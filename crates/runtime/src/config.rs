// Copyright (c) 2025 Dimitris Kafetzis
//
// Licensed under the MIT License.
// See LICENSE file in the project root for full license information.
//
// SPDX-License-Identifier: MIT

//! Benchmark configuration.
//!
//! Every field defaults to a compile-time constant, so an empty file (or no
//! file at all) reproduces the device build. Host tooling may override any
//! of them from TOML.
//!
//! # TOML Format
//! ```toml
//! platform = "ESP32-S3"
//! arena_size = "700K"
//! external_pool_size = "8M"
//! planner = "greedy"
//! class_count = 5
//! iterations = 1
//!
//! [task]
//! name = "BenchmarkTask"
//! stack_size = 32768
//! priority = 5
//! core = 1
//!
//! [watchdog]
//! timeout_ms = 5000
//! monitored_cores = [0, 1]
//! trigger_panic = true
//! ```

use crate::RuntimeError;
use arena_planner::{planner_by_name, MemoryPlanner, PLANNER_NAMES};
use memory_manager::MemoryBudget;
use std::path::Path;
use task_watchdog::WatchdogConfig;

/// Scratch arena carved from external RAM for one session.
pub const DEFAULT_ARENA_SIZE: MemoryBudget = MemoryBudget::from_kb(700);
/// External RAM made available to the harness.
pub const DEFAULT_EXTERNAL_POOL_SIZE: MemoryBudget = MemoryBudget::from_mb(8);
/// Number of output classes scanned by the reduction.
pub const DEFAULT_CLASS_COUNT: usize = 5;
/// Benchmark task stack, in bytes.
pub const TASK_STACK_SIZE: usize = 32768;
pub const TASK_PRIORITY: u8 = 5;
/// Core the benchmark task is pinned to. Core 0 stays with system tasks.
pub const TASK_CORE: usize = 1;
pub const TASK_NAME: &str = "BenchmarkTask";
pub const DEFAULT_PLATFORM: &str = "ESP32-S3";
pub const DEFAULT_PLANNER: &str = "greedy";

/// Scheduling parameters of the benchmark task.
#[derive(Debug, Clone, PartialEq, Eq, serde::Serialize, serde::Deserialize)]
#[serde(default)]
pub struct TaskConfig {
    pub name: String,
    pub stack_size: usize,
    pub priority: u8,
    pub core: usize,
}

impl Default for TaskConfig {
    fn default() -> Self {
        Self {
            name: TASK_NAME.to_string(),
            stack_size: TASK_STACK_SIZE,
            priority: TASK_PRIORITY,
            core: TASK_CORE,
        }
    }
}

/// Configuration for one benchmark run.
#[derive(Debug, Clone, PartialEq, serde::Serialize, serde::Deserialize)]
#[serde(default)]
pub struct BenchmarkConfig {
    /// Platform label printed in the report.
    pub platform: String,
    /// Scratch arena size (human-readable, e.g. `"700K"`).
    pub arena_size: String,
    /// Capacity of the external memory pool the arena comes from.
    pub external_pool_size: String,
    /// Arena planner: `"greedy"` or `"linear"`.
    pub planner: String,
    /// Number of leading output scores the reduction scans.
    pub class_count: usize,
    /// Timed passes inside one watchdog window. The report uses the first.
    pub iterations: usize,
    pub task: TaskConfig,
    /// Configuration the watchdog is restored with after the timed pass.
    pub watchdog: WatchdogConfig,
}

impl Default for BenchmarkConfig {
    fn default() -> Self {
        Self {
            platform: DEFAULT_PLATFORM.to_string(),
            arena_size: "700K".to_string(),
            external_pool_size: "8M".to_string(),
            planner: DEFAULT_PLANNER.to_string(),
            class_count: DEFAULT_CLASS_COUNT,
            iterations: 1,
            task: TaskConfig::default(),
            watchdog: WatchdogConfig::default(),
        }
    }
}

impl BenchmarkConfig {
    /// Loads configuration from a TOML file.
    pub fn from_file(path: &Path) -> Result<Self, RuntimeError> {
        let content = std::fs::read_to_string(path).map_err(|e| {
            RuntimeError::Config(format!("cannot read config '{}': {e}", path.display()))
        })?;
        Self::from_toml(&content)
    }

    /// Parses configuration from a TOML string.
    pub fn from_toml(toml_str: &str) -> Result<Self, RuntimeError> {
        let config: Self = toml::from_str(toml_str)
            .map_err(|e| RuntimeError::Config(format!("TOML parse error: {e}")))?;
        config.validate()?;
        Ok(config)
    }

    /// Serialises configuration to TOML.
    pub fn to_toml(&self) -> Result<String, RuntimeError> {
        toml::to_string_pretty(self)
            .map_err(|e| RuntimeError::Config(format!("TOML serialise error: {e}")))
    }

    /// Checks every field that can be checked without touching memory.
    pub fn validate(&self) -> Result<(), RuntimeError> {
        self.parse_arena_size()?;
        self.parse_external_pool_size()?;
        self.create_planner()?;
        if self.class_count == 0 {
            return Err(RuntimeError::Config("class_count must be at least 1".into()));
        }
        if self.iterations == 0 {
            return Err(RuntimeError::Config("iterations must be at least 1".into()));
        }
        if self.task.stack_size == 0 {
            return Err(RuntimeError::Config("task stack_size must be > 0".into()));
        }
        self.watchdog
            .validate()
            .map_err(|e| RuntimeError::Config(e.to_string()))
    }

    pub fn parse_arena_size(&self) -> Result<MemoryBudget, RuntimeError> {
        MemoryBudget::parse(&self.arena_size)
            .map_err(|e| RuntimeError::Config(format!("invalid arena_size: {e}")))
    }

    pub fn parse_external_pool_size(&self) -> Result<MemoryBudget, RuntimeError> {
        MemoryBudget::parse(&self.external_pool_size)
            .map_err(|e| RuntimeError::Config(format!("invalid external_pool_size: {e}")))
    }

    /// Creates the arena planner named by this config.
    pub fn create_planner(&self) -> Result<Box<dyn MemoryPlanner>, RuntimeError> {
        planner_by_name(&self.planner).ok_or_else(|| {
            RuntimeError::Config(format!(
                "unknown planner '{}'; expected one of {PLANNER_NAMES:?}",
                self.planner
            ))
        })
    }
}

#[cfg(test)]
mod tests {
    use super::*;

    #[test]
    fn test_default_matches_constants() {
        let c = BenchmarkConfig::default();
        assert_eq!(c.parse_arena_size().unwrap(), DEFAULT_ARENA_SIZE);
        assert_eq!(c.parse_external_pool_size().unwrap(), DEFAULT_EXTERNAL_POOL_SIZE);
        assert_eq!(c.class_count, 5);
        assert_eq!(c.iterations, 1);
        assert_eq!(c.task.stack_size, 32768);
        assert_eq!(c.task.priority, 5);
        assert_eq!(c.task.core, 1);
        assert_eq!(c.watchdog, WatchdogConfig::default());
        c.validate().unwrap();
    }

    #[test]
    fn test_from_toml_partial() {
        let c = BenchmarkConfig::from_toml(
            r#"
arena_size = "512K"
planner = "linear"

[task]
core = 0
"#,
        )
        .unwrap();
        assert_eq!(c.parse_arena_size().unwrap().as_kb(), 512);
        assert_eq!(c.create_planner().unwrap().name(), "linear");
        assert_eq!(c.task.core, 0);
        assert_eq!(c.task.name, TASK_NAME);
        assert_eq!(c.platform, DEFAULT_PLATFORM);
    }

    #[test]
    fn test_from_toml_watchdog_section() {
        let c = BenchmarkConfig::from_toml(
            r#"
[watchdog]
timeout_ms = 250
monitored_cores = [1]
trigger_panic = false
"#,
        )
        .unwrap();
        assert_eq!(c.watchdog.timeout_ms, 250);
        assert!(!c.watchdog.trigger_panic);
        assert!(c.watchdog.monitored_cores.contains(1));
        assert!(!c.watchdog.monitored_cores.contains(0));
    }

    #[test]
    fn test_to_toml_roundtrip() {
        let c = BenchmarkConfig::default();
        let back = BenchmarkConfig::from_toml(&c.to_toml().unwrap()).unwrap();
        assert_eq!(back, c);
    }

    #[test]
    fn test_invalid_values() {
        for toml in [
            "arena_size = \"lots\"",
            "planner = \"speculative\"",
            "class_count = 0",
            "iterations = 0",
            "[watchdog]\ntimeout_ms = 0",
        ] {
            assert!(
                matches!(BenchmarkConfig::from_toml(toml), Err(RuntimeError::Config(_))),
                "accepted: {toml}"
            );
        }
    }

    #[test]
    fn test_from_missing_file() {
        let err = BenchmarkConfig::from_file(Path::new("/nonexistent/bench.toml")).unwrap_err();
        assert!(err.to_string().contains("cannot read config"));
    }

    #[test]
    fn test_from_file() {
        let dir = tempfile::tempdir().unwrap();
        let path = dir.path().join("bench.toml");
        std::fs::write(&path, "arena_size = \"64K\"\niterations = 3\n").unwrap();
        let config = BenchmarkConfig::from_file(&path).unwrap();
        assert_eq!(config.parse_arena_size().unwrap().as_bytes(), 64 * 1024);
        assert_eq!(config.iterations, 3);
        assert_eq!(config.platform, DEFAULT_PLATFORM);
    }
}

◆ ◆ ◆

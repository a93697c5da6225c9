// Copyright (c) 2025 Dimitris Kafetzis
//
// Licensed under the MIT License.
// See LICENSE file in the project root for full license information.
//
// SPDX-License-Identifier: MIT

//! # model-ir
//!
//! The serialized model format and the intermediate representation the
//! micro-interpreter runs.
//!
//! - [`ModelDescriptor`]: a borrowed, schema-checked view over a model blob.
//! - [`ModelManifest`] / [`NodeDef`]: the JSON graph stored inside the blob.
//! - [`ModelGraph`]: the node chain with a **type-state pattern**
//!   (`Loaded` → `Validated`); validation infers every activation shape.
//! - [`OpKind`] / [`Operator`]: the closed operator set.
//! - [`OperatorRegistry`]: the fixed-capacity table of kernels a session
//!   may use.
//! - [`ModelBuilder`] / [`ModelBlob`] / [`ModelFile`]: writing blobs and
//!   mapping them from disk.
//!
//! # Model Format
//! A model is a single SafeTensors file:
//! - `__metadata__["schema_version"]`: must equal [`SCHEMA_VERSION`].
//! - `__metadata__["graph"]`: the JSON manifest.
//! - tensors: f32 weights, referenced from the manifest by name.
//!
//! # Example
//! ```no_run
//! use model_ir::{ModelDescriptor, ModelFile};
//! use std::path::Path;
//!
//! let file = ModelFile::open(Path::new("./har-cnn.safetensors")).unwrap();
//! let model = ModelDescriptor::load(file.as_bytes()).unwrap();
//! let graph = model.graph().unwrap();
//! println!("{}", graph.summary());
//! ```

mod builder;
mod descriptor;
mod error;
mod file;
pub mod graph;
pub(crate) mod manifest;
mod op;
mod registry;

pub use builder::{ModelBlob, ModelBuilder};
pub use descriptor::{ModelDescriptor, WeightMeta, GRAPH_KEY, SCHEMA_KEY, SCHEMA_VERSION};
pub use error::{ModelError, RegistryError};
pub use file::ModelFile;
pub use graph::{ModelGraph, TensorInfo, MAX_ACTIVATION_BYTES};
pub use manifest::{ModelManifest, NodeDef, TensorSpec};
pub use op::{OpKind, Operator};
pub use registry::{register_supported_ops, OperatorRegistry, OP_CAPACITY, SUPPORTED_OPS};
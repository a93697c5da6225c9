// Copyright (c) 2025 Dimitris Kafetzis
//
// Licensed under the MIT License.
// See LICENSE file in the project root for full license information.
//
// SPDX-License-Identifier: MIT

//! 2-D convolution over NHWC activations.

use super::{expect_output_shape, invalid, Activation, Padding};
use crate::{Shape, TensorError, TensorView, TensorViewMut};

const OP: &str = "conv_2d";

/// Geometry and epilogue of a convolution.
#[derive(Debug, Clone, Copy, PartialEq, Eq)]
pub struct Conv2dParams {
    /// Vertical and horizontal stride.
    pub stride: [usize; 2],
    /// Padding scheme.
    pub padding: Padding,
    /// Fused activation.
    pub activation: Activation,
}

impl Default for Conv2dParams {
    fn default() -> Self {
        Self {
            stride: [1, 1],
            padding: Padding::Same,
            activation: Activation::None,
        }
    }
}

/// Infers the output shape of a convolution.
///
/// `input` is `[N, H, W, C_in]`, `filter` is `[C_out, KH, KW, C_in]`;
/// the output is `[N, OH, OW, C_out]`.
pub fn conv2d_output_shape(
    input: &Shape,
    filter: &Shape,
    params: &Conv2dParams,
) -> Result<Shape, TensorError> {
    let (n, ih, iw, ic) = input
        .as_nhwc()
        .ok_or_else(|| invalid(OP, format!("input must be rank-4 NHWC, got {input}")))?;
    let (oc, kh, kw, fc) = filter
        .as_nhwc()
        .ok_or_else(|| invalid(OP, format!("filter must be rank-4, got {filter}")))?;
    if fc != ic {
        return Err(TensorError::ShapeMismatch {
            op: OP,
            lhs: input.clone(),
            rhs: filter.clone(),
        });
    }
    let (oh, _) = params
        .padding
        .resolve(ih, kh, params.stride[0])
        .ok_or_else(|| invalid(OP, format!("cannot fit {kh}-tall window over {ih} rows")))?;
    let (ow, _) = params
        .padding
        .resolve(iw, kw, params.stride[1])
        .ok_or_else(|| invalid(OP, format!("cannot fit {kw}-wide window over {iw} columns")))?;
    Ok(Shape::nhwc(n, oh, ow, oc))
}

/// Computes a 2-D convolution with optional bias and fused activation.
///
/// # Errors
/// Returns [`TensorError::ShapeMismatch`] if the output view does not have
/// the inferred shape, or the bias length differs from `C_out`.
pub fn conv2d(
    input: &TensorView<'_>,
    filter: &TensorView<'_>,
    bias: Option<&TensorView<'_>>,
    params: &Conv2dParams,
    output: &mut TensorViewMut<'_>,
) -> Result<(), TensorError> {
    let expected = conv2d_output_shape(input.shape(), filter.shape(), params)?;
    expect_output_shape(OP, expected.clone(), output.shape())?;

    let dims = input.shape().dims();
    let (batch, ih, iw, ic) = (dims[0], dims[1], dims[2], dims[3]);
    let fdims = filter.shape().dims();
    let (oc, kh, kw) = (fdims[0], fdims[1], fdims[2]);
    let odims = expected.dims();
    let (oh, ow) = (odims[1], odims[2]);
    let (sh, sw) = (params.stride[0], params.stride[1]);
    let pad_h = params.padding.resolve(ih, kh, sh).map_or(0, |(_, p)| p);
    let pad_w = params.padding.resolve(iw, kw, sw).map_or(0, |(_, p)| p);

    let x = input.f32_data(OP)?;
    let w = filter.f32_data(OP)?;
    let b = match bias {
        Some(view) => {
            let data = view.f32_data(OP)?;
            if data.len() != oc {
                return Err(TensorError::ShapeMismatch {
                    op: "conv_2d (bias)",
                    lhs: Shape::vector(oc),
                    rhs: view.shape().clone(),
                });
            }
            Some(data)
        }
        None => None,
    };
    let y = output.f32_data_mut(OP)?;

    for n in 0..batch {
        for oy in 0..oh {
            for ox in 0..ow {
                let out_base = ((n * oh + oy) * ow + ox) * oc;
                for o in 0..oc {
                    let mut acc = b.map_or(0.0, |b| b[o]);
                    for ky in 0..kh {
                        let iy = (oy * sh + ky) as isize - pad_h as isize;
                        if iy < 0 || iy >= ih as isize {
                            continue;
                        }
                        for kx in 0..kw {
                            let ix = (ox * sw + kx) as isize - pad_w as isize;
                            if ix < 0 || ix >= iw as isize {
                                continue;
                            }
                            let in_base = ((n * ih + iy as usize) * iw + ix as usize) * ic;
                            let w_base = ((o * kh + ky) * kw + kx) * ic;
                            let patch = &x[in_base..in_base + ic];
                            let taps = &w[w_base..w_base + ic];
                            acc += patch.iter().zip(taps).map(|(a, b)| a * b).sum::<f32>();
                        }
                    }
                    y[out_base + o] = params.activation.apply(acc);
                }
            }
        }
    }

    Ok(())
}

◆ ◆ ◆

Aim of the exercise: Your task is to restate, word for word, only those lines above that fall between the line holding "let content = std::fs::read_to_string(path).map_err(|e|" and the line holding "toml::to_string_pretty(self)", inclusive.

Output of the task:
        let content = std::fs::read_to_string(path).map_err(|e| {
            RuntimeError::Config(format!("cannot read config '{}': {e}", path.display()))
        })?;
        Self::from_toml(&content)
    }

    /// Parses configuration from a TOML string.
    pub fn from_toml(toml_str: &str) -> Result<Self, RuntimeError> {
        let config: Self = toml::from_str(toml_str)
            .map_err(|e| RuntimeError::Config(format!("TOML parse error: {e}")))?;
        config.validate()?;
        Ok(config)
    }

    /// Serialises configuration to TOML.
    pub fn to_toml(&self) -> Result<String, RuntimeError> {
        toml::to_string_pretty(self)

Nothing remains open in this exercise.